The Good News — and the Catch
Headline CPI has cooled to 2.8 %, but core inflation — excluding food and energy — remains above 3.1 %. Services inflation (rent, insurance, health care) is proving sticky. The Bank of Canada warns the 2 % target may not be reached until mid-2026.
| CPI Component | YoY Change (June 2025) | Share of CPI Basket | Source |
|---|---|---|---|
| Core CPI (ex food & energy) | +3.1 % | 64 % | Statistics Canada |
| Shelter | +5.0 % | 29 % | Statistics Canada |
| Goods | +1.2 % | 36 % | BoC Monetary Policy Report July 2025 |
Implications for Business
- Higher wage expectations. Average hourly earnings up 4.2 %.
- Delayed rate cuts. Overnight rate likely to hold at 4.5 % through Q2 2026.
- Margin compression. Firms unable to pass costs through risk EBIT declines of 2–3 points.
What Leaders Can Do
- Index key contracts. Link multi-year supplier and lease agreements to CPI + productivity metrics.
- Automate cost analytics. Deploy rolling forecasts to anticipate price shocks quarterly.

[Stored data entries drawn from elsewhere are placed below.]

// Copyright 2026 Phillip Cloud
// Licensed under the Apache License, Version 2.0

//! Lead submission adapter for the EmailJS-compatible relay. One attempt per
//! submission; every path resolves to an [`Outcome`] the UI can show verbatim.

use std::collections::BTreeMap;
use std::time::Duration;

use anyhow::{Context, Result, bail};
use log::{debug, warn};
use reqwest::StatusCode;
use reqwest::blocking::Client as HttpClient;
use riskwise_app::Outcome;
use serde::Serialize;
use url::Url;

pub const DEFAULT_BASE_URL: &str = "https://api.emailjs.com";

const SEND_PATH: &str = "/api/v1.0/email/send";

pub const SENT_MESSAGE: &str = "Thanks -- your request was sent.";
pub const FAILED_MESSAGE: &str = "Failed to send. Try again or call us.";
pub const DEMO_MESSAGE: &str =
    "Demo mode: no relay configured. Add your relay keys to the config to send for real.";

/// The three relay identifiers. All of them are required for live sends;
/// anything less runs in demo mode.
#[derive(Debug, Clone, PartialEq, Eq)]
pub struct Credentials {
    public_key: String,
    service_id: String,
    template_id: String,
}

impl Credentials {
    /// Builds credentials from the three optional config values. Returns
    /// `None` when any of them is absent or blank.
    pub fn from_parts(
        public_key: Option<&str>,
        service_id: Option<&str>,
        template_id: Option<&str>,
    ) -> Option<Self> {
        let public_key = public_key?.trim();
        let service_id = service_id?.trim();
        let template_id = template_id?.trim();
        if public_key.is_empty() || service_id.is_empty() || template_id.is_empty() {
            return None;
        }
        Some(Self {
            public_key: public_key.to_owned(),
            service_id: service_id.to_owned(),
            template_id: template_id.to_owned(),
        })
    }
}

#[derive(Debug, Clone)]
pub struct Client {
    base_url: String,
    credentials: Option<Credentials>,
    http: HttpClient,
}

impl Client {
    pub fn new(
        base_url: &str,
        credentials: Option<Credentials>,
        timeout: Duration,
    ) -> Result<Self> {
        let base_url = base_url.trim_end_matches('/').to_owned();
        if base_url.is_empty() {
            bail!("relay.base_url must not be empty");
        }
        Url::parse(&base_url).with_context(|| format!("invalid relay.base_url {base_url:?}"))?;

        let http = HttpClient::builder()
            .timeout(timeout)
            .build()
            .context("build HTTP client")?;

        Ok(Self {
            base_url,
            credentials,
            http,
        })
    }

    pub fn base_url(&self) -> &str {
        &self.base_url
    }

    pub fn is_configured(&self) -> bool {
        self.credentials.is_some()
    }

    /// Submits one lead. Exactly one network attempt is made; failures are
    /// reported through [`Outcome::Failed`], never retried here.
    pub fn submit(&self, fields: &BTreeMap<String, String>, source: &str) -> Outcome {
        let mut params = fields.clone();
        params.insert("source".to_owned(), source.to_owned());

        let Some(credentials) = &self.credentials else {
            // Demo mode keeps the payload visible for local inspection.
            debug!("demo lead (not sent): {params:?}");
            return Outcome::Demo {
                message: DEMO_MESSAGE.to_owned(),
            };
        };

        let request = SendRequest {
            service_id: &credentials.service_id,
            template_id: &credentials.template_id,
            user_id: &credentials.public_key,
            template_params: &params,
        };

        let response = self
            .http
            .post(format!("{}{SEND_PATH}", self.base_url))
            .json(&request)
            .send();

        match response {
            Ok(response) if response.status().is_success() => Outcome::Sent {
                message: SENT_MESSAGE.to_owned(),
            },
            Ok(response) => {
                let status = response.status();
                let body = response.text().unwrap_or_default();
                warn!("relay rejected lead: {}", describe_rejection(status, &body));
                Outcome::Failed {
                    message: FAILED_MESSAGE.to_owned(),
                }
            }
            Err(error) => {
                warn!("cannot reach relay at {}: {error}", self.base_url);
                Outcome::Failed {
                    message: FAILED_MESSAGE.to_owned(),
                }
            }
        }
    }
}

/// Diagnostic line for the log. The relay answers plain text on errors, so
/// short non-JSON bodies are quoted as-is.
fn describe_rejection(status: StatusCode, body: &str) -> String {
    let body = body.trim();
    if !body.is_empty() && body.len() < 200 && !body.contains('{') {
        return format!("status {} ({body})", status.as_u16());
    }
    format!("status {}", status.as_u16())
}

#[derive(Debug, Serialize)]
struct SendRequest<'a> {
    service_id: &'a str,
    template_id: &'a str,
    user_id: &'a str,
    template_params: &'a BTreeMap<String, String>,
}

- Segment pricing. Differentiate inflation recovery by customer profitability.
- Scenario plan for rate persistence. Model balance-sheet impacts at 5 % policy rate through 2026.
Arcus Insight: treat inflation as a continuous variable, not an event. Firms embedding inflation modelling into FP&A systems make 2× faster strategic pivots.